|West Acton Tube Station Gets Listed Status|
English Heritage record it as a station of special interest
West Acton is one of 16 London Underground stations that have been given Grade II listed status which marks them as ‘particularly important buildings of more than special interest’.
West Acton Station was built to designs by Brian Lewis, chief architect to the Great Western Railway, and opened in 1940.
It replaced an earlier station building of 1923, built as part the Ealing & Shepherd's Bush Railway, a joint venture between the GWR and the Central London Railway. Although built by the GWR, the new station formed part of London Underground's New Works Programme which ran from 1935-1940.
The English Heritage selection features many glazed tile stations, such as Belsize Park, Chalk Farm and Covent Garden, with their familiar ‘ox-blood’ colour scheme devised by Leslie Green.
The list in full: Aldwych, Belsize Park, Brent Cross, Caledonian Road, Chalk Farm, Chesham, Covent Garden, Hendon Central, Oxford Circus (two separate buildings), Perivale, Redbridge, Russell Square, St John’s Wood, West Acton and Wood Green.
In addition, Arnos Grove, Oakwood, and Sudbury Town, modernist works by Charles Holden, have been upgraded from Grade II to Grade II*.
Simon Thurley, Chief Executive of English Heritage said:
"The London Underground not only set the standard for progressive transport systems, but has displayed a remarkable commitment to quality and consistency of design. The stations awarded listed status today are as valuable to London's architectural story as many more famous buildings like the Houses of Parliament.

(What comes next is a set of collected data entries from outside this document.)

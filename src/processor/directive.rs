//! Header directive processor.
//!
//! Directives live in the comment block at the very top of a file:
//!
//! ```text
//! //= require jquery
//! //= require_tree ./components
//!
//! /*
//!  *= require_self
//!  *= stub legacy
//!  */
//!
//! #= require helpers
//! ```
//!
//! | Directive              | Effect                                         |
//! |------------------------|------------------------------------------------|
//! | `require PATH`         | bundle PATH before this file                   |
//! | `require_self`         | place this file's own content here             |
//! | `require_directory D`  | require every matching file directly in D      |
//! | `require_tree D`       | require every matching file under D            |
//! | `link PATH`            | export PATH alongside this asset               |
//! | `link_directory D [T]` | link every file directly in D (of type T)      |
//! | `link_tree D [T]`      | link every file under D (of type T)            |
//! | `depend_on PATH`       | rebuild when PATH changes                      |
//! | `depend_on_asset PATH` | rebuild when PATH or its dependencies change   |
//! | `stub PATH`            | drop PATH and its requirements from the bundle |
//!
//! Directive lines are blanked out of the output so line numbers stay put.
//! Header lines naming anything else are ordinary comments and stay as they are.

use std::collections::BTreeSet;
use std::path::{Path, PathBuf};
use std::sync::LazyLock;

use regex::Regex;
use rustc_hash::FxHashSet;

use crate::asset::OrderedSet;
use crate::error::Error;
use crate::fs::FileSystem;
use crate::path::clean_path;
use crate::resolve::ResolveOptions;
use crate::uri::{AssetUri, file_digest_uri};

use super::{Processor, ProcessorInput, ProcessorOutput};

/// Leading run of blank lines and comments.
static HEADER: LazyLock<Regex> = LazyLock::new(|| {
    Regex::new(r"\A(?:\s*(?:(?://[^\n]*(?:\n|\z))+|(?:#[^\n]*(?:\n|\z))+|(?s:/\*.*?\*/)))+").unwrap()
});

/// One directive line, e.g. ` *= require foo */`.
static DIRECTIVE: LazyLock<Regex> =
    LazyLock::new(|| Regex::new(r"^\W*=\s*(\w+.*?)(?:\*/)?\s*$").unwrap());

const KNOWN: &[&str] = &[
    "require",
    "require_self",
    "require_directory",
    "require_tree",
    "link",
    "link_directory",
    "link_tree",
    "depend_on",
    "depend_on_asset",
    "stub",
];

/// Parses header directives into bundle metadata.
#[derive(Debug, Clone, Copy, Default)]
pub struct DirectiveProcessor;

impl DirectiveProcessor {
    pub fn new() -> Self {
        Self
    }
}

#[derive(Debug, Clone, PartialEq, Eq)]
struct Directive {
    line: usize,
    name: String,
    args: Vec<String>,
}

impl Processor for DirectiveProcessor {
    fn name(&self) -> &str {
        "directives"
    }

    fn cache_key(&self) -> String {
        "directives:1".into()
    }

    fn call(&self, input: &ProcessorInput<'_>) -> anyhow::Result<ProcessorOutput> {
        let text = input.text();
        let (data, directives) = extract_directives(&text);

        let mut state = DirectiveState::new(input);
        for directive in &directives {
            state.run(directive)?;
        }

        let mut output = ProcessorOutput::data(data);
        output.required = state.required;
        output.stubbed = state.stubbed;
        output.links = state.links;
        output.dependencies = state.dependencies;
        Ok(output)
    }
}

/// Split the header off `source`, returning the cleaned source and its directives.
fn extract_directives(source: &str) -> (String, Vec<Directive>) {
    let header_len = HEADER.find(source).map_or(0, |m| m.end());
    let (header, body) = source.split_at(header_len);

    let mut cleaned = String::with_capacity(source.len());
    let mut directives = Vec::new();
    for (index, line) in header.split_inclusive('\n').enumerate() {
        let content = line.trim_end_matches(['\n', '\r']);
        match parse_directive(content) {
            Some((name, args)) => {
                directives.push(Directive {
                    line: index + 1,
                    name,
                    args,
                });
                if line.ends_with('\n') {
                    cleaned.push('\n');
                }
            }
            None => cleaned.push_str(line),
        }
    }
    cleaned.push_str(body);
    (cleaned, directives)
}

fn parse_directive(line: &str) -> Option<(String, Vec<String>)> {
    let captures = DIRECTIVE.captures(line)?;
    let mut words = shell_split(captures.get(1)?.as_str()).into_iter();
    let name = words.next().filter(|name| KNOWN.contains(&name.as_str()))?;
    Some((name, words.collect()))
}

/// Whitespace split honouring single and double quotes.
fn shell_split(s: &str) -> Vec<String> {
    let mut words = Vec::new();
    let mut current = String::new();
    let mut quote = None;
    let mut in_word = false;
    for c in s.chars() {
        match quote {
            Some(q) if c == q => quote = None,
            Some(_) => current.push(c),
            None if c == '"' || c == '\'' => {
                quote = Some(c);
                in_word = true;
            }
            None if c.is_whitespace() => {
                if in_word {
                    words.push(std::mem::take(&mut current));
                    in_word = false;
                }
            }
            None => {
                current.push(c);
                in_word = true;
            }
        }
    }
    if in_word {
        words.push(current);
    }
    words
}

// =============================================================================
// Directive execution
// =============================================================================

struct DirectiveState<'a, 'b> {
    input: &'a ProcessorInput<'b>,
    base: PathBuf,
    required: OrderedSet<AssetUri>,
    stubbed: BTreeSet<AssetUri>,
    links: BTreeSet<AssetUri>,
    dependencies: BTreeSet<String>,
}

impl<'a, 'b> DirectiveState<'a, 'b> {
    fn new(input: &'a ProcessorInput<'b>) -> Self {
        Self {
            input,
            base: input.filename.parent().map(Path::to_path_buf).unwrap_or_default(),
            required: input.metadata.required.clone(),
            stubbed: BTreeSet::new(),
            links: BTreeSet::new(),
            dependencies: BTreeSet::new(),
        }
    }

    fn run(&mut self, directive: &Directive) -> anyhow::Result<()> {
        let args: Vec<&str> = directive.args.iter().map(String::as_str).collect();
        match (directive.name.as_str(), args.as_slice()) {
            ("require", [path]) => {
                let uri = self.resolve_self(path)?;
                self.required.insert(uri);
            }
            ("require_self", []) => {
                let uri = self.input.uri.clone();
                if !self.required.insert(uri) {
                    return Err(self.error(directive, "require_self can only be called once per file"));
                }
            }
            ("require_directory", [dir]) => {
                let dir = self.directory(directive, dir)?;
                self.dependencies.insert(file_digest_uri(&dir));
                for file in self.files_in(&dir) {
                    self.require_file(&file);
                }
            }
            ("require_tree", [dir]) => {
                let dir = self.directory(directive, dir)?;
                for file in self.walk(&dir, &mut FxHashSet::default()) {
                    self.require_file(&file);
                }
            }
            ("link", [path]) => {
                let resolution = self.input.env.resolve(path, self.options(None))?;
                self.dependencies.extend(resolution.dependencies);
                self.links.insert(resolution.uri);
            }
            ("link_directory", [dir, accept @ ..]) | ("link_tree", [dir, accept @ ..]) if accept.len() <= 1 => {
                let dir = self.directory(directive, dir)?;
                let files = if directive.name == "link_tree" {
                    self.walk(&dir, &mut FxHashSet::default())
                } else {
                    self.dependencies.insert(file_digest_uri(&dir));
                    self.files_in(&dir)
                };
                for file in files {
                    self.link_file(&file, accept.first().copied());
                }
            }
            ("depend_on", [path]) => {
                let resolution = self.input.env.resolve(path, self.options(None))?;
                self.dependencies.extend(resolution.dependencies);
            }
            ("depend_on_asset", [path]) => {
                let resolution = self.input.env.resolve(path, self.options(None))?;
                let asset = self.input.env.load(&resolution.uri)?;
                self.dependencies.extend(resolution.dependencies);
                self.dependencies.extend(asset.metadata.dependencies.iter().cloned());
            }
            ("stub", [path]) => {
                let uri = self.resolve_self(path)?;
                self.stubbed.insert(uri);
            }
            (name, _) => {
                return Err(self.error(
                    directive,
                    &format!("wrong number of arguments for `{name}`"),
                ));
            }
        }
        Ok(())
    }

    fn options<'s>(&'s self, accept: Option<&'s str>) -> ResolveOptions<'s> {
        ResolveOptions {
            accept,
            pipeline: None,
            base_path: Some(&self.base),
        }
    }

    /// Resolve a required path to its `self` pipeline URI.
    fn resolve_self(&mut self, path: &str) -> anyhow::Result<AssetUri> {
        let options = self
            .options(Some(self.input.content_type))
            .with_pipeline("self");
        let resolution = self.input.env.resolve(path, options)?;
        self.dependencies.extend(resolution.dependencies);
        Ok(resolution.uri)
    }

    fn require_file(&mut self, file: &Path) {
        if file == self.input.filename {
            return;
        }
        let path = file.to_string_lossy();
        let options = self
            .options(Some(self.input.content_type))
            .with_pipeline("self");
        if let Ok(resolution) = self.input.env.resolve(&path, options) {
            self.dependencies.extend(resolution.dependencies);
            self.required.insert(resolution.uri);
        }
    }

    fn link_file(&mut self, file: &Path, accept: Option<&str>) {
        let path = file.to_string_lossy();
        if let Ok(resolution) = self.input.env.resolve(&path, self.options(accept)) {
            self.dependencies.extend(resolution.dependencies);
            self.links.insert(resolution.uri);
        }
    }

    /// Directory argument resolved against the current file.
    fn directory(&self, directive: &Directive, arg: &str) -> anyhow::Result<PathBuf> {
        let dir = clean_path(&self.base.join(arg));
        if !self.input.env.fs().is_directory(&dir) {
            return Err(self.error(directive, &format!("`{arg}` is not a directory")));
        }
        if self.input.env.config().load_path_for(&dir).is_none() {
            return Err(Error::OutsideLoadPaths { path: dir }.into());
        }
        Ok(dir)
    }

    fn files_in(&self, dir: &Path) -> Vec<PathBuf> {
        let fs = self.input.env.fs();
        fs.entries(dir)
            .into_iter()
            .map(|name| dir.join(name))
            .filter(|path| fs.is_file(path))
            .collect()
    }

    /// Files under `dir`, recording every directory visited as a dependency.
    /// Directories already in `visited` (by canonical path) are skipped.
    fn walk(&mut self, dir: &Path, visited: &mut FxHashSet<PathBuf>) -> Vec<PathBuf> {
        let env = self.input.env;
        let fs = env.fs();
        if !visited.insert(fs.canonicalize(dir)) {
            return Vec::new();
        }
        self.dependencies.insert(file_digest_uri(dir));
        let mut files = Vec::new();
        for name in fs.entries(dir) {
            let path = dir.join(name);
            if fs.is_directory(&path) {
                files.extend(self.walk(&path, visited));
            } else if fs.is_file(&path) {
                files.push(path);
            }
        }
        files
    }

    fn error(&self, directive: &Directive, message: &str) -> anyhow::Error {
        Error::Directive {
            path: self.input.filename.to_path_buf(),
            line: directive.line,
            message: message.to_string(),
        }
        .into()
    }
}

#[cfg(test)]
mod tests {
    use super::*;

    fn names(directives: &[Directive]) -> Vec<(String, Vec<String>)> {
        directives
            .iter()
            .map(|d| (d.name.clone(), d.args.clone()))
            .collect()
    }

    #[test]
    fn test_line_comment_header() {
        let source = "//= require jquery\n//= require_tree ./lib\n// plain comment\n\nvar a = 1;\n//= require late\n";
        let (data, directives) = extract_directives(source);

        assert_eq!(
            names(&directives),
            vec![
                ("require".to_string(), vec!["jquery".to_string()]),
                ("require_tree".to_string(), vec!["./lib".to_string()]),
            ]
        );
        assert_eq!(directives[1].line, 2);
        // Directive lines are blanked, everything else kept
        assert_eq!(data, "\n\n// plain comment\n\nvar a = 1;\n//= require late\n");
    }

    #[test]
    fn test_block_comment_header() {
        let source = "/*\n *= require_self\n *= require reset\n */\nbody { color: red; }\n";
        let (data, directives) = extract_directives(source);
        assert_eq!(
            names(&directives),
            vec![
                ("require_self".to_string(), vec![]),
                ("require".to_string(), vec!["reset".to_string()]),
            ]
        );
        assert_eq!(data, "/*\n\n\n */\nbody { color: red; }\n");
    }

    #[test]
    fn test_hash_comments_and_single_line_block() {
        let (_, directives) = extract_directives("#= require helpers\nalert 'hi'\n");
        assert_eq!(directives.len(), 1);

        let (data, directives) = extract_directives("/*= link logo.png */\nbody{}");
        assert_eq!(names(&directives)[0], ("link".to_string(), vec!["logo.png".to_string()]));
        assert_eq!(data, "\nbody{}");
    }

    #[test]
    fn test_no_header() {
        let (data, directives) = extract_directives("var a = '//= require nope';\n");
        assert!(directives.is_empty());
        assert_eq!(data, "var a = '//= require nope';\n");
    }

    #[test]
    fn test_unknown_names_are_comments() {
        let source = "//= frobnicate things\n//= require a\n";
        let (data, directives) = extract_directives(source);
        assert_eq!(names(&directives), vec![("require".to_string(), vec!["a".to_string()])]);
        assert_eq!(data, "//= frobnicate things\n\n");
    }

    #[test]
    fn test_shell_split() {
        assert_eq!(shell_split("a  b"), vec!["a", "b"]);
        assert_eq!(shell_split("\"my file\" 'x y' z"), vec!["my file", "x y", "z"]);
        assert_eq!(shell_split("''"), vec![""]);
        assert!(shell_split("   ").is_empty());
    }
}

'' From the distinctive and instantly recognisable glazed red façades of the early 20th century stations such as Belsize Park and Russell Square, to the Modernist designs embodied in Arnos Grove and Sudbury Town, we have been left an amazing architectural inheritance.
''It is absolutely right that these stations be afforded the recognition and protection provided by listing."